[Stored items]
----
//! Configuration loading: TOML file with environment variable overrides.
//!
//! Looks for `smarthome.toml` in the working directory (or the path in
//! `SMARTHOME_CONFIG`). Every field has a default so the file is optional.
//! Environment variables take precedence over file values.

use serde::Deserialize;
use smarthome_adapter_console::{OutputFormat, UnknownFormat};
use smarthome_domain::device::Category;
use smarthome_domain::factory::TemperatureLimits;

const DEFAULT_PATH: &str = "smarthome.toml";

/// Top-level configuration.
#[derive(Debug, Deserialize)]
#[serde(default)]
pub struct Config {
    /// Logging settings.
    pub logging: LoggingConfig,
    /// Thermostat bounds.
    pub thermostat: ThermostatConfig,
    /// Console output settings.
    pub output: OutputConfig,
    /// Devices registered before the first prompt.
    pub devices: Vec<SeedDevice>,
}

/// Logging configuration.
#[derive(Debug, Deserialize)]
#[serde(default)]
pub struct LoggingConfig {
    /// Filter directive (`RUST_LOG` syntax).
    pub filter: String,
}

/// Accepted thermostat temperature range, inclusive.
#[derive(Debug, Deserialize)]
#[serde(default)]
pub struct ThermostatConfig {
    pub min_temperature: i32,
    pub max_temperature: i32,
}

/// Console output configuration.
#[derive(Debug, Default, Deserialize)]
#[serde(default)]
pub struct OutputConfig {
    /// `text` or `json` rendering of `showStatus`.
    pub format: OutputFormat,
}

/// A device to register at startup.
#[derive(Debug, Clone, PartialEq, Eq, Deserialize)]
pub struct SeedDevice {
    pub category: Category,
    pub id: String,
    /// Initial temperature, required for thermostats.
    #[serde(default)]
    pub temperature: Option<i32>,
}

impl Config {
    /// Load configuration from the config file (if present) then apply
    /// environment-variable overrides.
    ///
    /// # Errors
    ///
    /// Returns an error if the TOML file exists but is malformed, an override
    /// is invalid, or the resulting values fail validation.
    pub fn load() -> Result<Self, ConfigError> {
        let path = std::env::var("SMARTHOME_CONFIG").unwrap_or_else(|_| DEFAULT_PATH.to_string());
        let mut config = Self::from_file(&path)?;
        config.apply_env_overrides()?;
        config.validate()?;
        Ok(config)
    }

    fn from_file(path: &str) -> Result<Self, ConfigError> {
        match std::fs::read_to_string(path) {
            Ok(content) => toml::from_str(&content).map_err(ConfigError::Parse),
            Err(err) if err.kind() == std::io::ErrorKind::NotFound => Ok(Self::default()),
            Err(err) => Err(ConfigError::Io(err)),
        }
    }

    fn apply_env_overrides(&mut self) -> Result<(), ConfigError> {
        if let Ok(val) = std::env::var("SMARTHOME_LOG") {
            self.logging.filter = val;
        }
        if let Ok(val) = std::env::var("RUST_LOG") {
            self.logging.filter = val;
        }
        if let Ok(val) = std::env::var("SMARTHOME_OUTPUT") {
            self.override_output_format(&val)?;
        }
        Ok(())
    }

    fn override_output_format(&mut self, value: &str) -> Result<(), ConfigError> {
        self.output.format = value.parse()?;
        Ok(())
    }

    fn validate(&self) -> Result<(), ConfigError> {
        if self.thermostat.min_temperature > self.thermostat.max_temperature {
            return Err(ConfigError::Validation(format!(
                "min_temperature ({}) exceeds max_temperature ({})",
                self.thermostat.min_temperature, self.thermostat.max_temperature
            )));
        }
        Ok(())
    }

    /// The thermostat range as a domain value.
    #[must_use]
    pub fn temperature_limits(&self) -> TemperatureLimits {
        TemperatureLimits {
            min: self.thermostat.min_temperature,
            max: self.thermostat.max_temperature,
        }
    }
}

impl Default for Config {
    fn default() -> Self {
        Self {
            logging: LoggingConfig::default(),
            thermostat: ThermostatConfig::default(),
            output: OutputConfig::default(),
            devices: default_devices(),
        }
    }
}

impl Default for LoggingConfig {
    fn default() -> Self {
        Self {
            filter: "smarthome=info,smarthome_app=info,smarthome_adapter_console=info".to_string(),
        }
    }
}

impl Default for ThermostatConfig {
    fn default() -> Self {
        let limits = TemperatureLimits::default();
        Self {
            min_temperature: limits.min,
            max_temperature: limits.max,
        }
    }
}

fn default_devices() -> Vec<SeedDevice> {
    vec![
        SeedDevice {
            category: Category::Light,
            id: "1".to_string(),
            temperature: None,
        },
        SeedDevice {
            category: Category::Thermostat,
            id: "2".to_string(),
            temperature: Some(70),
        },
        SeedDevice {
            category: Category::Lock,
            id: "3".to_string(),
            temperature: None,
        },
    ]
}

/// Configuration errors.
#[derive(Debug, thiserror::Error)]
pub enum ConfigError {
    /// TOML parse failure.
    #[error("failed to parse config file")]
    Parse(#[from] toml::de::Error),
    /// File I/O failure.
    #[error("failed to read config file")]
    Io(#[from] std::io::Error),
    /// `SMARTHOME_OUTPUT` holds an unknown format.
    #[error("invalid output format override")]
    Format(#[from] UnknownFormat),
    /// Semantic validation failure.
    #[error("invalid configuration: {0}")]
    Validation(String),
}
----
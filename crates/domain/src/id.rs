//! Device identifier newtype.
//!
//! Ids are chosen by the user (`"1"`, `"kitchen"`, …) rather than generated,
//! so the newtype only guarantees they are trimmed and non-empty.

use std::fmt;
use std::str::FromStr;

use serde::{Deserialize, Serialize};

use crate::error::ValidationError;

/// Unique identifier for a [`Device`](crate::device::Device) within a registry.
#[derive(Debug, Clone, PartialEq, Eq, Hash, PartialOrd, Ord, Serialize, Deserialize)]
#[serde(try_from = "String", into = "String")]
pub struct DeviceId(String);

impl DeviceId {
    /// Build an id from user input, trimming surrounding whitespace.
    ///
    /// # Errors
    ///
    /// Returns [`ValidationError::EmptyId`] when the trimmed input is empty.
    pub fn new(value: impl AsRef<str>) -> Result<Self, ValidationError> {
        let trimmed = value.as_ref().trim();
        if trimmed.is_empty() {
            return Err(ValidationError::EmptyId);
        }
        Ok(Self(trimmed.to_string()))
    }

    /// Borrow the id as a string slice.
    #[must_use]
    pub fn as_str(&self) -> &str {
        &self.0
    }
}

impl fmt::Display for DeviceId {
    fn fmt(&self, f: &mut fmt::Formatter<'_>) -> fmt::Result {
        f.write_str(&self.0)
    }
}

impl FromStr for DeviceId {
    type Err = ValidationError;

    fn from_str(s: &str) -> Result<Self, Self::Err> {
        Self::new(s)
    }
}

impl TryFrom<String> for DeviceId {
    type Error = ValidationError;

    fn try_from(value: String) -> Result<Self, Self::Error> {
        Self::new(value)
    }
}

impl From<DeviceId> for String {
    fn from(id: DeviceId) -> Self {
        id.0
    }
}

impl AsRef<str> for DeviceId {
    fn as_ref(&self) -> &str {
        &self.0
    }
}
----
WORK INSTRUCTION –
Which lines in the records above include the word "ValidationError"? Copy them out.

RESULT –
use crate::error::ValidationError;
    /// Returns [`ValidationError::EmptyId`] when the trimmed input is empty.
    pub fn new(value: impl AsRef<str>) -> Result<Self, ValidationError> {
            return Err(ValidationError::EmptyId);
    type Err = ValidationError;
    type Error = ValidationError;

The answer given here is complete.